Day 07
Estimating Uncertainty



EPSY 5261 : Introductory Statistical Methods

Learning Goals

At the end of this lesson, you should be able to …

  • Define sampling variability.
  • Explain how we can estimate uncertainty.
  • Calculate an estimate for uncertainty using R Studio.

Mini Activity

Get your pulse rate (beats per minute)

  • Find your pulse
  • I will time 1 minute on the clock
  • Write down your pulse rate for that minute

GOAL: Find the Average Pulse Rate for the Class

  • We don’t have time for you all to get everyone’s pulse .
  • Collect a sample of 5 classmates’ pulse rates.
  • Calculate the average.

Did we all get the same mean?

  • NO!
  • Why not?
    • Sampling Variability!
    • Our mean pulse rate will vary from sample to sample

How “different” are these estimates?

  • Because of sampling variability we have uncertainty in our estimates.
  • But how much uncertainty?
    • How different are these estimates?

Distribution of Average Pulse Rates

Imagine if we plotted the distribution of averages we got.

Which of these distributions has more uncertainty? Which has less?

Estimating Uncertainty

  • Once way to estimate the uncertainty is with the standard error.
  • We obtain the standard error through a process called bootstrapping.
  • We will explore that in the Estimating Uncertainty Activity.

Simulation: Understanding Bootstrapping

Bootstrapping

  • Bootstrapping mimics the process of sampling repeatedly from the population.
  • From this, we can estimate the sampling variability.
  • Bootstrap samples are generated by sampling with replacement from the original sample, using the same sample size.
  • FINAL GOAL: Provide an estimate for uncertainty.

Bootstrapping

Bootstrapping (cntd.)

Bootstrap (cntd.)

  • Once we have a bootstrap sample we can calculate the sample statistic of interest (in our color example it might be proportion of yellow).
  • Complete the bootstrap sample process (draw a bootstrap sample and record the sample statistic of interest) MANY times.
  • Once you are done you have a collection of MANY bootstrap samples.
  • The standard deviation of this collection of bootstrap samples is your estimate for uncertainty!

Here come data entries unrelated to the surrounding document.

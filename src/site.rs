//! Site record

use std::collections::BTreeMap;

use serde::{Deserialize, Serialize};

use crate::schema::{Field, FieldValue, Multiplicity};
use crate::{Error, Result};

/// A place of worship or heritage site.
///
/// Serialized with the directory's field keys (`nama`, `wilayah`, ...). The
/// coordinate pair is flattened into `latitude` / `longitude` and omitted
/// when absent.
#[derive(Debug, Clone, Default, PartialEq, Serialize, Deserialize)]
pub struct Site {
    pub id: String,
    #[serde(rename = "nama", default)]
    pub name: Option<String>,
    #[serde(rename = "alamat", default)]
    pub address: Option<String>,
    #[serde(rename = "wilayah", default)]
    pub region: Option<String>,
    #[serde(rename = "kecamatan", default)]
    pub district: Option<String>,
    #[serde(rename = "kode_pos", default)]
    pub postal_code: Option<String>,
    #[serde(rename = "tipe", default)]
    pub building_type: Option<String>,
    #[serde(rename = "agama", default)]
    pub religion: Option<String>,
    #[serde(rename = "jam_buka", default)]
    pub opening_hours: Option<String>,
    #[serde(rename = "kapasitas", default)]
    pub capacity: Option<i64>,
    #[serde(rename = "luas", default)]
    pub land_area: Option<String>,
    #[serde(rename = "arsitek", default)]
    pub architect: Option<String>,
    #[serde(rename = "tahun_berdiri", default)]
    pub founding_year: Option<i32>,
    #[serde(default)]
    pub is_heritage: bool,
    #[serde(default)]
    pub heritage_code: Option<String>,
    #[serde(rename = "transport_terdekat", default)]
    pub transport: Vec<String>,
    #[serde(flatten)]
    pub coordinates: Option<Coordinates>,
    #[serde(rename = "gambar_url", default)]
    pub image_url: Option<String>,
    #[serde(rename = "deskripsi", default)]
    pub description: Option<String>,
}

/// Decimal-degree position. Both parts are always present together.
#[derive(Debug, Clone, Copy, PartialEq, Serialize, Deserialize)]
pub struct Coordinates {
    pub latitude: f64,
    pub longitude: f64,
}

impl Coordinates {
    /// Parse a combined `"lat, lng"` value
    pub fn parse(raw: &str) -> Result<Self> {
        let fail = || Error::coercion("koordinat", raw, "\"lat, lng\"");
        let mut parts = raw.split(',').map(str::trim);
        let (Some(lat), Some(lng), None) = (parts.next(), parts.next(), parts.next()) else {
            return Err(fail());
        };
        let parse = |s: &str| s.parse::<f64>().ok().filter(|d| d.is_finite());
        match (parse(lat), parse(lng)) {
            (Some(latitude), Some(longitude)) => Ok(Self {
                latitude,
                longitude,
            }),
            _ => Err(fail()),
        }
    }
}

impl Site {
    pub fn new(id: impl Into<String>, name: impl Into<String>) -> Self {
        Self {
            id: id.into(),
            name: Some(name.into()),
            ..Self::default()
        }
    }

    /// Typed value of a mapped field, `None` when absent
    pub fn value(&self, field: Field) -> Option<FieldValue> {
        let text = |s: &Option<String>| s.clone().map(FieldValue::Text);
        match field {
            Field::Name => text(&self.name),
            Field::Address => text(&self.address),
            Field::Region => text(&self.region),
            Field::District => text(&self.district),
            Field::PostalCode => text(&self.postal_code),
            Field::BuildingType => text(&self.building_type),
            Field::Religion => text(&self.religion),
            Field::OpeningHours => text(&self.opening_hours),
            Field::Capacity => self.capacity.map(FieldValue::Integer),
            Field::LandArea => text(&self.land_area),
            Field::Architect => text(&self.architect),
            Field::FoundingYear => self.founding_year.map(FieldValue::Year),
            Field::IsHeritage => Some(FieldValue::Boolean(self.is_heritage)),
            Field::HeritageCode => text(&self.heritage_code),
            Field::Transport => {
                (!self.transport.is_empty()).then(|| FieldValue::List(self.transport.clone()))
            }
            Field::Latitude => self.coordinates.map(|c| FieldValue::Decimal(c.latitude)),
            Field::Longitude => self.coordinates.map(|c| FieldValue::Decimal(c.longitude)),
            Field::ImageUrl => text(&self.image_url),
            Field::Description => text(&self.description),
        }
    }

    /// Assemble a site from typed values.
    ///
    /// Fails when only one coordinate is present or a value does not match
    /// its field's kind.
    pub fn from_values(id: impl Into<String>, mut values: BTreeMap<Field, FieldValue>) -> Result<Self> {
        let mut site = Site {
            id: id.into(),
            ..Site::default()
        };

        let latitude = values.remove(&Field::Latitude);
        let longitude = values.remove(&Field::Longitude);
        site.coordinates = match (latitude, longitude) {
            (Some(FieldValue::Decimal(latitude)), Some(FieldValue::Decimal(longitude))) => {
                Some(Coordinates {
                    latitude,
                    longitude,
                })
            }
            (None, None) => None,
            (Some(half), None) | (None, Some(half)) => {
                return Err(Error::coercion(
                    "koordinat",
                    half.display_values().join(""),
                    "latitude and longitude pair",
                ));
            }
            (Some(other), Some(_)) => {
                return Err(Error::coercion(
                    "koordinat",
                    other.display_values().join(""),
                    "decimal",
                ));
            }
        };

        for (field, value) in values {
            site.set(field, value)?;
        }
        Ok(site)
    }

    fn set(&mut self, field: Field, value: FieldValue) -> Result<()> {
        let mismatch =
            |v: &FieldValue| Error::coercion(field.key(), v.display_values().join(", "), "matching kind");
        let slot = match field {
            Field::Name => &mut self.name,
            Field::Address => &mut self.address,
            Field::Region => &mut self.region,
            Field::District => &mut self.district,
            Field::PostalCode => &mut self.postal_code,
            Field::BuildingType => &mut self.building_type,
            Field::Religion => &mut self.religion,
            Field::OpeningHours => &mut self.opening_hours,
            Field::LandArea => &mut self.land_area,
            Field::Architect => &mut self.architect,
            Field::HeritageCode => &mut self.heritage_code,
            Field::ImageUrl => &mut self.image_url,
            Field::Description => &mut self.description,
            Field::Capacity => {
                let FieldValue::Integer(n) = value else {
                    return Err(mismatch(&value));
                };
                self.capacity = Some(n);
                return Ok(());
            }
            Field::FoundingYear => {
                let FieldValue::Year(y) = value else {
                    return Err(mismatch(&value));
                };
                self.founding_year = Some(y);
                return Ok(());
            }
            Field::IsHeritage => {
                let FieldValue::Boolean(b) = value else {
                    return Err(mismatch(&value));
                };
                self.is_heritage = b;
                return Ok(());
            }
            Field::Transport => {
                let FieldValue::List(items) = value else {
                    return Err(mismatch(&value));
                };
                self.transport = items;
                return Ok(());
            }
            // Paired in from_values
            Field::Latitude | Field::Longitude => return Err(mismatch(&value)),
        };
        let FieldValue::Text(text) = value else {
            return Err(mismatch(&value));
        };
        *slot = Some(text);
        Ok(())
    }

    /// Build a site from submitted form fields.
    ///
    /// Keys are field keys or their English aliases; unknown keys are
    /// ignored. Blank values count as absent. `id` and `nama` are required.
    /// Coordinates come from a combined `koordinat` value or from the
    /// separate `latitude` / `longitude` keys.
    pub fn from_form(form: &BTreeMap<String, String>) -> Result<Self> {
        let present = |key: &str| {
            form.get(key)
                .map(|v| v.trim())
                .filter(|v| !v.is_empty())
        };

        let id = present("id").ok_or(Error::MissingField("id"))?.to_string();

        let mut values = BTreeMap::new();
        for (key, raw) in form {
            let raw = raw.trim();
            if raw.is_empty() || key == "id" || key == "koordinat" {
                continue;
            }
            let Ok(field) = key.parse::<Field>() else {
                continue;
            };
            let spec = field.spec();
            let value = match spec.multiplicity {
                Multiplicity::Many => {
                    let items = split_list(raw);
                    if items.is_empty() {
                        continue;
                    }
                    FieldValue::List(items)
                }
                Multiplicity::One => spec.kind.parse_input(field, raw)?,
            };
            values.insert(field, value);
        }

        if let Some(raw) = present("koordinat") {
            let coordinates = Coordinates::parse(raw)?;
            values.insert(Field::Latitude, FieldValue::Decimal(coordinates.latitude));
            values.insert(Field::Longitude, FieldValue::Decimal(coordinates.longitude));
        }

        let site = Site::from_values(id, values)?;
        if site.name.is_none() {
            return Err(Error::MissingField("nama"));
        }
        Ok(site)
    }
}

/// Split a comma separated list, dropping blank entries
pub fn split_list(raw: &str) -> Vec<String> {
    raw.split(',')
        .map(str::trim)
        .filter(|item| !item.is_empty())
        .map(String::from)
        .collect()
}

#[cfg(test)]
mod tests {
    use super::*;

    fn form(pairs: &[(&str, &str)]) -> BTreeMap<String, String> {
        pairs
            .iter()
            .map(|(k, v)| (k.to_string(), v.to_string()))
            .collect()
    }

    #[test]
    fn test_from_form_full() {
        let site = Site::from_form(&form(&[
            ("id", "TestMosque"),
            ("nama", "Test Mosque"),
            ("wilayah", "North"),
            ("kapasitas", " 1200 "),
            ("tahun_berdiri", "1978"),
            ("is_heritage", "on"),
            ("heritage_code", ""),
            ("koordinat", "-6.2, 106.8"),
            ("transport_terdekat", "Bus A, Bus B,, "),
            ("submit", "Simpan"),
        ]))
        .unwrap();

        assert_eq!(site.id, "TestMosque");
        assert_eq!(site.name.as_deref(), Some("Test Mosque"));
        assert_eq!(site.region.as_deref(), Some("North"));
        assert_eq!(site.capacity, Some(1200));
        assert_eq!(site.founding_year, Some(1978));
        assert!(site.is_heritage);
        assert_eq!(site.heritage_code, None);
        assert_eq!(site.transport, vec!["Bus A", "Bus B"]);
        assert_eq!(
            site.coordinates,
            Some(Coordinates {
                latitude: -6.2,
                longitude: 106.8
            })
        );
    }

    #[test]
    fn test_from_form_english_aliases() {
        let site = Site::from_form(&form(&[
            ("id", "X"),
            ("name", "X Church"),
            ("religion", "Katolik"),
            ("latitude", "-6.1"),
            ("longitude", "106.9"),
        ]))
        .unwrap();
        assert_eq!(site.religion.as_deref(), Some("Katolik"));
        assert!(site.coordinates.is_some());
        assert!(!site.is_heritage);
    }

    #[test]
    fn test_from_form_required_fields() {
        assert!(matches!(
            Site::from_form(&form(&[("nama", "No Id")])),
            Err(Error::MissingField("id"))
        ));
        assert!(matches!(
            Site::from_form(&form(&[("id", "NoName"), ("nama", "  ")])),
            Err(Error::MissingField("nama"))
        ));
    }

    #[test]
    fn test_from_form_non_numeric_capacity_is_coercion_error() {
        let err = Site::from_form(&form(&[
            ("id", "X"),
            ("nama", "X"),
            ("kapasitas", "banyak"),
        ]))
        .unwrap_err();
        assert!(matches!(err, Error::Coercion { field: "kapasitas", .. }));

        let err = Site::from_form(&form(&[
            ("id", "X"),
            ("nama", "X"),
            ("tahun_berdiri", "abad 17"),
        ]))
        .unwrap_err();
        assert!(matches!(err, Error::Coercion { field: "tahun_berdiri", .. }));
    }

    #[test]
    fn test_from_form_bad_coordinates() {
        let half = Site::from_form(&form(&[("id", "X"), ("nama", "X"), ("latitude", "-6.2")]));
        assert!(matches!(half, Err(Error::Coercion { field: "koordinat", .. })));

        let garbled = Site::from_form(&form(&[("id", "X"), ("nama", "X"), ("koordinat", "-6.2")]));
        assert!(matches!(garbled, Err(Error::Coercion { field: "koordinat", .. })));
    }

    #[test]
    fn test_from_form_bad_heritage_flag() {
        let err = Site::from_form(&form(&[("id", "X"), ("nama", "X"), ("is_heritage", "perhaps")]));
        assert!(matches!(err, Err(Error::Coercion { field: "is_heritage", .. })));
    }

    #[test]
    fn test_value_accessors() {
        let mut site = Site::new("A", "Alpha");
        assert_eq!(site.value(Field::IsHeritage), Some(FieldValue::Boolean(false)));
        assert_eq!(site.value(Field::Transport), None);
        assert_eq!(site.value(Field::Latitude), None);

        site.coordinates = Some(Coordinates {
            latitude: 1.5,
            longitude: 2.5,
        });
        assert_eq!(site.value(Field::Longitude), Some(FieldValue::Decimal(2.5)));
    }

    #[test]
    fn test_json_keys() {
        let mut site = Site::new("MasjidIstiqlal", "MASJID ISTIQLAL");
        site.transport = vec!["Stasiun Juanda (KRL)".to_string()];
        site.coordinates = Some(Coordinates {
            latitude: -6.170008,
            longitude: 106.831009,
        });

        let json = serde_json::to_value(&site).unwrap();
        assert_eq!(json["nama"], "MASJID ISTIQLAL");
        assert_eq!(json["transport_terdekat"][0], "Stasiun Juanda (KRL)");
        assert_eq!(json["latitude"], -6.170008);
        assert_eq!(json["is_heritage"], false);
        assert!(json["agama"].is_null());

        let back: Site = serde_json::from_value(json).unwrap();
        assert_eq!(back, site);
    }
}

We call this the standard error.

Estimating Uncertainty Activity

Summary

  • Sampling variability (uncertainty) is the idea that sample estimates vary from sample to sample.
  • We can estimate this uncertainty by calculating the standard error.

Looking Ahead

  • The data we are working with is from 2017.
  • You are curious if the average pulse for U.S. adults has changed since 2017.
  • You conduct your own study and get an average pulse of 74 beats per minute.
  • But how can you determine if this is a difference due to sampling variability or a true difference?
  • We will explore that next class via hypothesis testing!